The claims by “crude positivists” reveal a lack of rigour that is a threat to rationalism.

By James Fodor

Key points:

  • “Crude positivists” have many shortcomings in their arguments
  • They are prone to “scientism”: the tendency to dismiss the knowledge derived from other disciplines
  • They often make pragmatist claims that science is to be trusted because it “works” when the science can be entirely wrong but result in initiatives that work.

In this essay I wish to address a particular set of opinions that seem to be quite popular among many contemporary atheists, rationalists, and freethinkers. It is not a single specific position, but rather a patchwork of overlapping ideas and perspectives sharing a more-or-less constant core.

Being somewhat amorphous, the position of which I am speaking does not really have a distinct name. For the purposes of this essay, however, I shall refer to this constellation of views as “crude positivism”.

“Positivism” is a complex and controversial philosophical perspective, which, broadly speaking, is characterised by a strong respect for science and empirical enquiry, and an opposition to truth claims based on metaphysical speculation, faith, or authority.

My purpose here is not to attack positivism itself, but rather the relatively crude form of it that is popularised, to varying degrees, by figures such as Richard Dawkins, Sam Harris, Peter Boghossian, Neil de Grasse Tyson, Lawrence Krauss, and Stephen Hawking. While once again emphasising that I am describing a family of related and overlapping viewpoints, rather than a single well-defined doctrine, three of the key most commonly-encountered components of this “crude positivism” are the following:

(1)          Strict evidentialism: the ultimate arbiter of knowledge is evidence, which should determine our beliefs in a fundamental and straightforward way; namely that we believe things if and only if there is sufficient evidence for them.

(2)          Narrow scientism: the highest, or perhaps only, legitimate form of objective knowledge is that produced by the natural sciences. The social sciences, along with non-scientific pursuits, either do not produce real knowledge, or only knowledge of a distinctly inferior sort.

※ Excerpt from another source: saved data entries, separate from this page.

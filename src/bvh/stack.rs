/// Inline capacity of a [`TraversalStack`] unless stated otherwise.
pub const TRAVERSAL_STACK_SIZE: usize = 16;

/// LIFO stack of pending nodes used by every traversal.
///
/// The first `N` entries live inline, so a traversal of a tree of the expected depth never
/// allocates. Deeper trees (degenerate geometry, or a custom builder with huge leaves or
/// unbalanced splits) keep working: further entries spill to the heap, and
/// [`TraversalStack::spilled`] reports that this happened.
#[derive(Debug, Clone)]
pub struct TraversalStack<T: Copy + Default, const N: usize = TRAVERSAL_STACK_SIZE> {
    data: [T; N],
    index: usize,
    spill: Vec<T>,
    spilled: bool,
}

impl<T: Copy + Default, const N: usize> Default for TraversalStack<T, N> {
    fn default() -> Self {
        Self::new()
    }
}

impl<T: Copy + Default, const N: usize> TraversalStack<T, N> {
    /// Creates an empty stack.
    pub fn new() -> Self {
        TraversalStack {
            data: [T::default(); N],
            index: 0,
            spill: Vec::new(),
            spilled: false,
        }
    }

    #[inline(always)]
    pub fn push(&mut self, v: T) {
        if self.index < N {
            self.data[self.index] = v;
            self.index += 1;
        } else {
            self.spill.push(v);
            self.spilled = true;
        }
    }

    // Entries only go to `spill` while the inline part is full, so popping the spill
    // first keeps the LIFO order.
    #[inline(always)]
    pub fn pop(&mut self) -> Option<T> {
        if let Some(v) = self.spill.pop() {
            return Some(v);
        }
        if self.index > 0 {
            self.index -= 1;
            Some(self.data[self.index])
        } else {
            None
        }
    }

    #[inline(always)]
    pub fn len(&self) -> usize {
        self.index + self.spill.len()
    }

    #[inline(always)]
    pub fn is_empty(&self) -> bool {
        self.len() == 0
    }

    /// Returns true if the inline capacity was ever exceeded.
    pub fn spilled(&self) -> bool {
        self.spilled
    }
}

(3)          Pragmatism: science owes its special status to its unique ability to deliver concrete, practical results: it “works”. Philosophy, religion, and other such fields to inquiry do not produce “results” in this same way, and thus have no special status.

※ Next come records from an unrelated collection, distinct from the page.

//! Row helpers shared by the in-memory sources: loading, joining and sorting.

use autoquery::value::{hash_key, sort_cmp};
use autoquery::{
    DataError, DataRow, DatasetSchema, JoinKind, JoinSpec, Model, OrderByField, QueryExpression,
    Result,
};
use serde_json::Value;
use std::collections::HashMap;
use tracing::debug;

/// Serialize model instances into rows
pub fn to_rows<M: Model>(items: &[M]) -> Result<Vec<DataRow>> {
    items
        .iter()
        .map(|item| match serde_json::to_value(item)? {
            Value::Object(row) => Ok(row),
            other => Err(DataError::SerializationError(format!(
                "{} rows must serialize to objects, got {}",
                M::model_name(),
                other
            ))),
        })
        .collect()
}

fn merge_child(
    parent: &DataRow,
    child: Option<&DataRow>,
    model: &str,
    schema: &DatasetSchema,
) -> DataRow {
    let mut row = parent.clone();
    for field in &schema.fields {
        let value = child
            .and_then(|c| c.get(&field.name))
            .cloned()
            .unwrap_or(Value::Null);
        if !row.contains_key(&field.name) {
            row.insert(field.name.clone(), value.clone());
        }
        row.insert(format!("{}{}", model, field.name), value);
    }
    row
}

/// Apply one join edge. Child columns are added as `{Model}{Field}` and, when
/// the name is free, as the bare field name. Left joins keep unmatched
/// parents with null child columns.
pub fn join(
    rows: Vec<DataRow>,
    children: &[DataRow],
    spec: &JoinSpec,
    schema: &DatasetSchema,
) -> Vec<DataRow> {
    let mut index: HashMap<String, Vec<&DataRow>> = HashMap::new();
    for child in children {
        if let Some(key) = child.get(&spec.to_field).and_then(hash_key) {
            index.entry(key).or_default().push(child);
        }
    }

    let from_key = spec.from_field.key();
    let mut joined = Vec::with_capacity(rows.len());
    for row in rows {
        let matches = row
            .get(&from_key)
            .and_then(hash_key)
            .and_then(|key| index.get(&key));
        match matches {
            Some(children) => {
                for child in children {
                    joined.push(merge_child(&row, Some(child), spec.to_model, schema));
                }
            }
            None if spec.kind == JoinKind::Left => {
                joined.push(merge_child(&row, None, spec.to_model, schema));
            }
            None => {}
        }
    }

    debug!(
        "{} {} produced {} rows",
        spec.kind,
        spec.to_model,
        joined.len()
    );
    joined
}

/// Stable multi-column sort; earlier columns take precedence
pub fn sort(rows: &mut [DataRow], order_by: &[OrderByField]) {
    if order_by.is_empty() {
        return;
    }
    let keys: Vec<(String, bool)> = order_by
        .iter()
        .map(|o| (o.field.key(), o.descending))
        .collect();
    rows.sort_by(|a, b| {
        for (key, descending) in &keys {
            let left = a.get(key).unwrap_or(&Value::Null);
            let right = b.get(key).unwrap_or(&Value::Null);
            let ordering = sort_cmp(left, right);
            let ordering = if *descending {
                ordering.reverse()
            } else {
                ordering
            };
            if ordering.is_ne() {
                return ordering;
            }
        }
        std::cmp::Ordering::Equal
    });
}

/// Rows matching the expression, in its order
pub fn filter_and_sort(rows: Vec<DataRow>, expr: &QueryExpression) -> Vec<DataRow> {
    let mut rows: Vec<DataRow> = rows.into_iter().filter(|row| expr.matches(row)).collect();
    sort(&mut rows, &expr.order_by);
    rows
}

My goal in this piece will be to challenge these three claims. In particular, I will argue that the crude positivism typified by these three views presents an overly narrow conception of knowledge, and represents an ultimately fragile basis upon which to ground challenges to superstition, pseudoscience, and other forms of irrationality.

My key contention is that we need to move beyond such crude positivism in order to have a stronger intellectual underpinning for the atheistic/rationalist/freethought movements.

A final note on style: when I use the phrase “crude positivists” I don’t mean to imply a well-defined group of people. I just use it as shorthand to refer to those who, to varying degrees, hold to one or more of the three positions outlined above.

Strict evidentialism

Crude positivists insist that all beliefs, or at least all beliefs concerning anything of importance, ought to be based upon appropriate evidence.

While I agree with this as an abstract principle, I have concerns about the manner in which crude positivists typically interpret and apply this maxim in practice.

The trouble is that, when challenged, nearly everyone will be able to provide some sort of justification for their beliefs, something that they regard to be “evidence”. To consider a specific example, the evangelical Christian may claim to know that God works in the lives of believers because they have seen it happen with their own eyes, and experienced it personally in their own lives.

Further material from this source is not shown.